#### ASSIGNMENT:
Your answer should be the lines of the data below that contain "PartialEq".

#### Stored data entries:
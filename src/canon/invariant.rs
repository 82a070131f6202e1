//! Vertex invariants used to split cells that refinement cannot.
//!
//! An invariant maps each vertex to a value that depends only on the graph
//! and the current ordered partition, so isomorphic inputs get the same
//! split. Choosing one only changes how fast the search converges and which
//! labelling is canonical; it never changes which graphs compare equal.

use crate::errors::FilterError;
use crate::graph::Graph;
use std::fmt;

/// The invariants recognised on the command line, numbered as `-i#`.
#[derive(Debug, Clone, Copy, PartialEq, Eq, Default)]
pub enum Invariant {
    #[default]
    None,
    Twopaths,
    Adjtriang,
    Triples,
    Quadruples,
    Celltrips,
    Cellquads,
    Cellquins,
    Distances,
    Indsets,
    Cliques,
    Cellcliq,
    Cellind,
    Adjacencies,
    Cellfano,
    Cellfano2,
    Refinvar,
}

const ALL: [Invariant; 17] = [
    Invariant::None,
    Invariant::Twopaths,
    Invariant::Adjtriang,
    Invariant::Triples,
    Invariant::Quadruples,
    Invariant::Celltrips,
    Invariant::Cellquads,
    Invariant::Cellquins,
    Invariant::Distances,
    Invariant::Indsets,
    Invariant::Cliques,
    Invariant::Cellcliq,
    Invariant::Cellind,
    Invariant::Adjacencies,
    Invariant::Cellfano,
    Invariant::Cellfano2,
    Invariant::Refinvar,
];

impl Invariant {
    pub fn from_index(index: u32) -> Result<Self, FilterError> {
        ALL.get(index as usize)
            .copied()
            .ok_or_else(|| FilterError::config("-i value must be 0..16"))
    }

    pub fn name(self) -> &'static str {
        match self {
            Invariant::None => "none",
            Invariant::Twopaths => "twopaths",
            Invariant::Adjtriang => "adjtriang",
            Invariant::Triples => "triples",
            Invariant::Quadruples => "quadruples",
            Invariant::Celltrips => "celltrips",
            Invariant::Cellquads => "cellquads",
            Invariant::Cellquins => "cellquins",
            Invariant::Distances => "distances",
            Invariant::Indsets => "indsets",
            Invariant::Cliques => "cliques",
            Invariant::Cellcliq => "cellcliq",
            Invariant::Cellind => "cellind",
            Invariant::Adjacencies => "adjacencies",
            Invariant::Cellfano => "cellfano",
            Invariant::Cellfano2 => "cellfano2",
            Invariant::Refinvar => "refinvar",
        }
    }
}

impl fmt::Display for Invariant {
    fn fmt(&self, f: &mut fmt::Formatter<'_>) -> fmt::Result {
        f.write_str(self.name())
    }
}

/// Which invariant to apply, at which search levels, with which argument.
#[derive(Debug, Clone, Copy, PartialEq, Eq)]
pub struct InvariantSpec {
    pub kind: Invariant,
    /// First search level (the root is level 1) at which the invariant runs.
    pub min_level: usize,
    pub max_level: usize,
    /// Strength argument; its meaning depends on the invariant.
    pub arg: i32,
}

impl Default for InvariantSpec {
    fn default() -> Self {
        Self {
            kind: Invariant::None,
            min_level: 1,
            max_level: 1,
            arg: 3,
        }
    }
}

impl InvariantSpec {
    pub fn new(kind: Invariant) -> Self {
        Self {
            kind,
            ..Self::default()
        }
    }

    pub fn with_levels(mut self, min_level: usize, max_level: usize) -> Self {
        self.min_level = min_level;
        self.max_level = max_level;
        self
    }

    pub fn with_arg(mut self, arg: i32) -> Self {
        self.arg = arg;
        self
    }

    pub fn is_none(&self) -> bool {
        self.kind == Invariant::None
    }

    pub fn applies_at(&self, level: usize) -> bool {
        !self.is_none() && self.min_level <= level && level <= self.max_level
    }
}

impl fmt::Display for InvariantSpec {
    fn fmt(&self, f: &mut fmt::Formatter<'_>) -> fmt::Result {
        write!(
            f,
            "{}[{}:{},{}]",
            self.kind, self.min_level, self.max_level, self.arg
        )
    }
}

fn fuzz(x: u64) -> u64 {
    let x = x.wrapping_add(0x9e37_79b9_7f4a_7c15);
    let x = (x ^ (x >> 30)).wrapping_mul(0xbf58_476d_1ce4_e5b9);
    let x = (x ^ (x >> 27)).wrapping_mul(0x94d0_49bb_1331_11eb);
    x ^ (x >> 31)
}

fn common_neighbours(g: &Graph, vertices: &[usize]) -> u64 {
    let m = g.row_words();
    (0..m)
        .map(|w| {
            vertices
                .iter()
                .fold(u64::MAX, |acc, &v| acc & g.row(v)[w])
                .count_ones() as u64
        })
        .sum()
}

/// Order-independent code for a set of cells.
fn cell_code(cell_of: &[usize], vertices: &[usize]) -> u64 {
    vertices
        .iter()
        .map(|&v| fuzz(cell_of[v] as u64))
        .fold(0u64, u64::wrapping_add)
}

/// Compute `kind` for every vertex. Returns `None` for invariants this
/// module does not implement.
pub(crate) fn compute(g: &Graph, cell_of: &[usize], spec: &InvariantSpec) -> Option<Vec<u64>> {
    let values = match spec.kind {
        Invariant::None => return None,
        Invariant::Twopaths => twopaths(g, cell_of),
        Invariant::Adjtriang => adjtriang(g, cell_of, spec.arg),
        Invariant::Triples => triples(g, cell_of),
        Invariant::Distances => distances(g, cell_of, spec.arg),
        Invariant::Indsets => subsets(g, cell_of, spec.arg, false),
        Invariant::Cliques => subsets(g, cell_of, spec.arg, true),
        Invariant::Adjacencies => adjacencies(g, cell_of),
        _ => return None,
    };
    Some(values)
}

pub(crate) fn is_implemented(kind: Invariant) -> bool {
    matches!(
        kind,
        Invariant::None
            | Invariant::Twopaths
            | Invariant::Adjtriang
            | Invariant::Triples
            | Invariant::Distances
            | Invariant::Indsets
            | Invariant::Cliques
            | Invariant::Adjacencies
    )
}

/// Cells reachable by paths of length two.
fn twopaths(g: &Graph, cell_of: &[usize]) -> Vec<u64> {
    let n = g.order();
    (0..n)
        .map(|v| {
            let mut reach = vec![false; n];
            for u in g.neighbours(v) {
                for w in g.neighbours(u) {
                    reach[w] = true;
                }
            }
            reach
                .iter()
                .enumerate()
                .filter(|(_, r)| **r)
                .map(|(w, _)| fuzz(cell_of[w] as u64))
                .fold(0u64, u64::wrapping_add)
        })
        .collect()
}

/// Common-neighbour counts over pairs: adjacent pairs when `arg == 0`,
/// non-adjacent pairs when `arg == 1`, all pairs otherwise.
fn adjtriang(g: &Graph, cell_of: &[usize], arg: i32) -> Vec<u64> {
    let n = g.order();
    let mut values = vec![0u64; n];
    for v in 0..n {
        for w in (v + 1)..n {
            let adjacent = g.has_edge(v, w);
            let wanted = match arg {
                0 => adjacent,
                1 => !adjacent,
                _ => true,
            };
            if !wanted {
                continue;
            }
            let count = common_neighbours(g, &[v, w]);
            let code = fuzz(count ^ cell_code(cell_of, &[v, w]) ^ (adjacent as u64) << 40);
            values[v] = values[v].wrapping_add(code);
            values[w] = values[w].wrapping_add(code);
        }
    }
    values
}

fn triples(g: &Graph, cell_of: &[usize]) -> Vec<u64> {
    let n = g.order();
    let mut values = vec![0u64; n];
    for v in 0..n {
        for w in (v + 1)..n {
            for x in (w + 1)..n {
                let count = common_neighbours(g, &[v, w, x]);
                let code = fuzz(count.wrapping_add(cell_code(cell_of, &[v, w, x])));
                for &u in &[v, w, x] {
                    values[u] = values[u].wrapping_add(code);
                }
            }
        }
    }
    values
}

/// Cells met at each distance up to `arg` (all distances when `arg <= 0`).
fn distances(g: &Graph, cell_of: &[usize], arg: i32) -> Vec<u64> {
    let n = g.order();
    let limit = if arg <= 0 { n } else { arg as usize };
    (0..n)
        .map(|v| {
            let mut seen = vec![false; n];
            seen[v] = true;
            let mut frontier = vec![v];
            let mut value = 0u64;
            for d in 1..=limit {
                let mut next = Vec::new();
                for &u in &frontier {
                    for w in g.neighbours(u) {
                        if !seen[w] {
                            seen[w] = true;
                            next.push(w);
                        }
                    }
                }
                if next.is_empty() {
                    break;
                }
                value = value.wrapping_add(fuzz(cell_code(cell_of, &next) ^ fuzz(d as u64)));
                frontier = next;
            }
            value
        })
        .collect()
}

/// Cliques (or independent sets) of size `arg`, clamped to 3..=7, through
/// each vertex.
fn subsets(g: &Graph, cell_of: &[usize], arg: i32, cliques: bool) -> Vec<u64> {
    let n = g.order();
    let size = arg.clamp(3, 7) as usize;
    let mut values = vec![0u64; n];
    let linked = |a: usize, b: usize| {
        let edge = g.has_edge(a, b) || g.has_edge(b, a);
        if cliques { edge } else { !edge }
    };
    let mut chosen = Vec::with_capacity(size);
    fn extend(
        start: usize,
        n: usize,
        size: usize,
        chosen: &mut Vec<usize>,
        linked: &dyn Fn(usize, usize) -> bool,
        cell_of: &[usize],
        values: &mut [u64],
    ) {
        if chosen.len() == size {
            let code = fuzz(cell_code(cell_of, chosen));
            for &u in chosen.iter() {
                values[u] = values[u].wrapping_add(code);
            }
            return;
        }
        for v in start..n {
            if chosen.iter().all(|&u| linked(u, v)) {
                chosen.push(v);
                extend(v + 1, n, size, chosen, linked, cell_of, values);
                chosen.pop();
            }
        }
    }
    extend(0, n, size, &mut chosen, &linked, cell_of, &mut values);
    values
}

/// Cells of out-neighbours and of in-neighbours, kept apart.
fn adjacencies(g: &Graph, cell_of: &[usize]) -> Vec<u64> {
    let n = g.order();
    let mut values = vec![0u64; n];
    for v in 0..n {
        for w in g.neighbours(v) {
            values[v] = values[v].wrapping_add(fuzz(cell_of[w] as u64));
            values[w] = values[w].wrapping_add(fuzz((cell_of[v] as u64) | 1 << 48));
        }
    }
    values
}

#### SOLUTION BELOW:
#[derive(Debug, Clone, Copy, PartialEq, Eq, Default)]
#[derive(Debug, Clone, Copy, PartialEq, Eq)]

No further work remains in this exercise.